The Tribunal found Mr Cullen had engaged in unsatisfactory professional conduct. Mr Cullen was publicly reprimanded and ordered to pay costs. The orders were founded on a written undertaking given by Mr Cullen as follows:
“At the time Mr Cullen applies for renewal of his practising certificate in 2021 and 2022, he undertakes to provide supporting documentary evidence that he has as from 30 October 2020:
(a) maintained ongoing counselling at least quarterly with a registered psychologist or psychiatrist; and
(b) has provided urine samples clear of unlawful drugs on at least a quarterly basis through a pathology practice.”
The Tribunal observed that the requirements of the undertaking were:
“… not to be effectively imposed on the respondent by way of punishment; rather, they are supportive of him in his ongoing development as a member of the profession, and more importantly are designed to be protective of the public, his fellow professionals and the court in terms of their dealings with the respondent and his broader engagement in the profession.”

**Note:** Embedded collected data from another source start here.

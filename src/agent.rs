//! Remote command execution on one node
//!
//! An [`Agent`] runs commands on a single host and reports the separated
//! stdout/stderr streams plus the exit code. Higher layers treat the
//! transport as opaque; the shipped implementation drives the system `ssh`
//! binary with connection multiplexing, so one master connection is
//! established per node and released when the agent closes.
//!
//! Cancellation is honored at the process boundary: when the token fires,
//! the in-flight child process is killed and [`crate::Error::Cancelled`]
//! is returned.

use std::collections::BTreeMap;
use std::path::{Path, PathBuf};

use async_trait::async_trait;
use tokio::io::AsyncWriteExt;
use tokio::process::Command;
use tokio_util::sync::CancellationToken;
use tracing::debug;

#[cfg(test)]
use mockall::automock;

use crate::{Error, Result};

/// Captured result of one remote command
#[derive(Debug, Clone, Default)]
pub struct AgentOutput {
    /// Remote stdout, verbatim
    pub stdout: Vec<u8>,
    /// Remote stderr, verbatim
    pub stderr: Vec<u8>,
    /// Remote exit code
    pub code: i32,
}

impl AgentOutput {
    /// True if the remote command exited 0.
    pub fn success(&self) -> bool {
        self.code == 0
    }

    /// stdout as lossy UTF-8.
    pub fn stdout_utf8(&self) -> String {
        String::from_utf8_lossy(&self.stdout).into_owned()
    }

    /// The tail of stderr as lossy UTF-8, trimmed, for error messages.
    pub fn stderr_tail(&self) -> String {
        let s = String::from_utf8_lossy(&self.stderr);
        let s = s.trim();
        match s.char_indices().nth_back(399) {
            Some((idx, _)) => s[idx..].to_string(),
            None => s.to_string(),
        }
    }
}

/// Command execution on one remote host
#[cfg_attr(test, automock)]
#[async_trait]
pub trait Agent: Send + Sync {
    /// Run `command` with `args`, capturing both streams.
    ///
    /// A non-zero remote exit is NOT an error at this layer; callers
    /// inspect [`AgentOutput::code`]. Errors mean the command could not be
    /// delivered or was cancelled.
    async fn run(
        &self,
        ct: &CancellationToken,
        command: &str,
        args: &[String],
    ) -> Result<AgentOutput>;

    /// Like [`Agent::run`], but feeds `input` to the remote stdin.
    async fn run_with_input(
        &self,
        ct: &CancellationToken,
        command: &str,
        args: &[String],
        input: &[u8],
    ) -> Result<AgentOutput>;

    /// Release the underlying connection. Idempotent, best-effort.
    async fn close(&self);
}

/// SSH connection settings shared by all agents
#[derive(Debug, Clone)]
pub struct SshConfig {
    /// Login user
    pub user: String,
    /// SSH port
    pub port: u16,
    /// Default private key, used when no per-node key is configured
    pub key_path: Option<PathBuf>,
    /// Per-node private keys, keyed by node address
    pub keys: BTreeMap<String, PathBuf>,
    /// Directory for control-master sockets
    pub control_dir: PathBuf,
}

impl Default for SshConfig {
    fn default() -> Self {
        Self {
            user: "root".to_string(),
            port: 22,
            key_path: None,
            keys: BTreeMap::new(),
            control_dir: std::env::temp_dir().join("anneal-ssh"),
        }
    }
}

impl SshConfig {
    /// The private key for `address`, falling back to the default key.
    pub fn key_for(&self, address: &str) -> Option<&Path> {
        self.keys
            .get(address)
            .map(PathBuf::as_path)
            .or(self.key_path.as_deref())
    }
}

/// ssh exit code meaning the connection itself failed
const SSH_TRANSPORT_EXIT: i32 = 255;

/// [`Agent`] implementation over the system `ssh` binary.
///
/// Connections multiplex through a control-master socket per node, so the
/// first command pays the handshake and later commands reuse the session.
/// [`SshAgent::close`] tears the master connection down.
pub struct SshAgent {
    address: String,
    user: String,
    port: u16,
    key_path: PathBuf,
    control_path: PathBuf,
}

impl SshAgent {
    /// Connect to `address`, verifying the node is reachable.
    ///
    /// Fails with a precondition error when no private key is configured
    /// for the node, and with a transport error when the probe command
    /// cannot reach it.
    pub async fn connect(ct: &CancellationToken, address: &str, cfg: &SshConfig) -> Result<Self> {
        let key_path = cfg
            .key_for(address)
            .ok_or_else(|| Error::precondition(format!("no ssh private key for {address}")))?
            .to_path_buf();

        tokio::fs::create_dir_all(&cfg.control_dir).await?;

        let agent = Self {
            address: address.to_string(),
            user: cfg.user.clone(),
            port: cfg.port,
            key_path,
            control_path: cfg.control_dir.join(format!("{address}.sock")),
        };

        let out = agent.run(ct, "true", &[]).await?;
        if !out.success() {
            return Err(Error::transport(format!(
                "ssh probe to {address} exited {}: {}",
                out.code,
                out.stderr_tail()
            )));
        }
        debug!(node = %address, "ssh agent connected");
        Ok(agent)
    }

    fn base_command(&self) -> Command {
        let mut cmd = Command::new("ssh");
        cmd.arg("-o")
            .arg("BatchMode=yes")
            .arg("-o")
            .arg("StrictHostKeyChecking=accept-new")
            .arg("-o")
            .arg("ConnectTimeout=10")
            .arg("-o")
            .arg("ControlMaster=auto")
            .arg("-o")
            .arg("ControlPersist=600")
            .arg("-o")
            .arg(format!("ControlPath={}", self.control_path.display()))
            .arg("-i")
            .arg(&self.key_path)
            .arg("-p")
            .arg(self.port.to_string())
            .arg("-l")
            .arg(&self.user)
            .arg(&self.address)
            .arg("--");
        cmd.kill_on_drop(true);
        cmd
    }

    async fn exec(
        &self,
        ct: &CancellationToken,
        command: &str,
        args: &[String],
        input: Option<&[u8]>,
    ) -> Result<AgentOutput> {
        let mut cmd = self.base_command();
        cmd.arg(command).args(args);
        cmd.stdin(if input.is_some() {
            std::process::Stdio::piped()
        } else {
            std::process::Stdio::null()
        });
        cmd.stdout(std::process::Stdio::piped());
        cmd.stderr(std::process::Stdio::piped());

        let mut child = cmd.spawn()?;
        if let Some(bytes) = input {
            let mut stdin = child
                .stdin
                .take()
                .ok_or_else(|| Error::transport("child stdin unavailable"))?;
            stdin.write_all(bytes).await?;
            stdin.shutdown().await?;
            drop(stdin);
        }

        let output = tokio::select! {
            _ = ct.cancelled() => return Err(Error::Cancelled),
            out = child.wait_with_output() => out?,
        };

        let code = match output.status.code() {
            Some(code) => code,
            None => {
                return Err(Error::transport(format!(
                    "ssh to {} terminated by signal",
                    self.address
                )))
            }
        };
        let out = AgentOutput {
            stdout: output.stdout,
            stderr: output.stderr,
            code,
        };
        if code == SSH_TRANSPORT_EXIT {
            return Err(Error::transport(format!(
                "ssh to {} failed: {}",
                self.address,
                out.stderr_tail()
            )));
        }
        Ok(out)
    }
}

#[async_trait]
impl Agent for SshAgent {
    async fn run(
        &self,
        ct: &CancellationToken,
        command: &str,
        args: &[String],
    ) -> Result<AgentOutput> {
        self.exec(ct, command, args, None).await
    }

    async fn run_with_input(
        &self,
        ct: &CancellationToken,
        command: &str,
        args: &[String],
        input: &[u8],
    ) -> Result<AgentOutput> {
        self.exec(ct, command, args, Some(input)).await
    }

    async fn close(&self) {
        // Tear down the control-master connection; a failure only means it
        // was never established or already expired.
        let _ = Command::new("ssh")
            .arg("-o")
            .arg(format!("ControlPath={}", self.control_path.display()))
            .arg("-O")
            .arg("exit")
            .arg(&self.address)
            .output()
            .await;
        debug!(node = %self.address, "ssh agent closed");
    }
}
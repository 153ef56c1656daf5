mod dispatcher;
mod engine;
mod quota;
mod rate_limiter;
mod state;
mod telegram;

use std::env;
use std::sync::Arc;

use dispatcher::AdminDispatcher;
use engine::Engine;
use shared::config::{AdminConfig, EngineConfig};
use state::ConversationState;
use teloxide::dispatching::dialogue::InMemStorage;
use teloxide::prelude::*;
use tokio::sync::Mutex;

#[tokio::main]
async fn main() -> Result<(), Box<dyn std::error::Error>> {
    dotenv::dotenv().ok();

    let metrics_port: u16 = env::var("METRICS_PORT")
        .unwrap_or_else(|_| "9091".to_string())
        .parse()
        .expect("METRICS_PORT must be a valid port number");

    shared::init_tracing("bot-service")?;

    shared::init_metrics(metrics_port)?;

    tracing::info!("Starting Bot Service...");

    let bot_token =
        env::var("TELOXIDE_TOKEN").expect("TELOXIDE_TOKEN environment variable not set");

    let engine_config = EngineConfig::from_env()?;
    let admin_config = AdminConfig::from_env()?;

    tracing::info!("Configuration:");
    tracing::info!("  Admin chat id: {}", admin_config.admin_chat_id);
    tracing::info!("  Cooldown: {:?}", engine_config.cooldown);
    tracing::info!("  Submission quota: {}", engine_config.submission_quota);
    tracing::info!(
        "  Field limits: alias {} / name {} / body {}",
        engine_config.limits.sender_alias_max,
        engine_config.limits.recipient_name_max,
        engine_config.limits.body_max
    );

    let bot = Bot::new(bot_token);
    let engine = Arc::new(Mutex::new(Engine::new(engine_config)));
    let admin = Arc::new(AdminDispatcher::new(
        bot.clone(),
        admin_config.admin_chat_id,
        engine_config.submission_quota,
    ));

    run_telegram_bot(bot, engine, admin, engine_config).await;

    Ok(())
}

async fn run_telegram_bot(
    bot: Bot,
    engine: Arc<Mutex<Engine>>,
    admin: Arc<AdminDispatcher>,
    config: EngineConfig,
) {
    tracing::info!("Starting Telegram bot...");

    let storage = InMemStorage::<ConversationState>::new();

    let handler = dptree::entry()
        .branch(
            Update::filter_message()
                .enter_dialogue::<Update, InMemStorage<ConversationState>, ConversationState>()
                .branch(
                    dptree::case![ConversationState::Idle]
                        .endpoint(telegram::handlers::handle_idle_state),
                )
                .branch(
                    dptree::case![ConversationState::AwaitingSenderAlias { draft }]
                        .endpoint(telegram::handlers::handle_sender_alias_step),
                )
                .branch(
                    dptree::case![ConversationState::AwaitingRecipientHandle { draft }]
                        .endpoint(telegram::handlers::handle_recipient_handle_step),
                )
                .branch(
                    dptree::case![ConversationState::AwaitingRecipientName { draft }]
                        .endpoint(telegram::handlers::handle_recipient_name_step),
                )
                .branch(
                    dptree::case![ConversationState::AwaitingBody { draft }]
                        .endpoint(telegram::handlers::handle_body_step),
                ),
        )
        .branch(
            Update::filter_callback_query()
                .enter_dialogue::<Update, InMemStorage<ConversationState>, ConversationState>()
                .endpoint(telegram::handlers::handle_callback_query),
        );

    Dispatcher::builder(bot, handler)
        .dependencies(dptree::deps![storage, engine, admin, config])
        .enable_ctrlc_handler()
        .build()
        .dispatch()
        .await;
}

Mr Cullen made application to the Queensland Law Society in May 2021 for the renewal of his 2021/2022 practising certificate and did not provide any supporting documentary evidence in compliance with paragraph (b) of his undertaking. Mr Cullen proffered explanations for his failure which the Tribunal considered.
The Commissioner did not allege that the failure on the part of Mr Cullen to comply with the terms of his undertaking was motivated by a desire, for example, to conceal ongoing drug use. Quite the contrary, the unchallenged evidence was that Mr Cullen remained abstinent throughout. The Commissioner did allege however that Mr Cullen’s breach was deliberate and, for that reason, sufficient to constitute professional misconduct. Further the Commissioner contended that there were “concerns with integrity” of Mr Cullen’s explanation for breaching the undertaking.
In order to make a disciplinary order under s 456 of the Legal Profession Act 2007 (Qld) (Act), the Tribunal must first be satisfied that the practitioner engaged in unsatisfactory professional conduct or professional misconduct.
[3] Before there is jurisdiction to make a disciplinary order under s 456 of the Act, the Tribunal must first be satisfied that the practitioner engaged in unsatisfactory professional conduct or professional misconduct. That requires consideration of the proven conduct in light of the statutory definitions of those expressions in ss 418 and 419 of the Act respectively as well as the common law test.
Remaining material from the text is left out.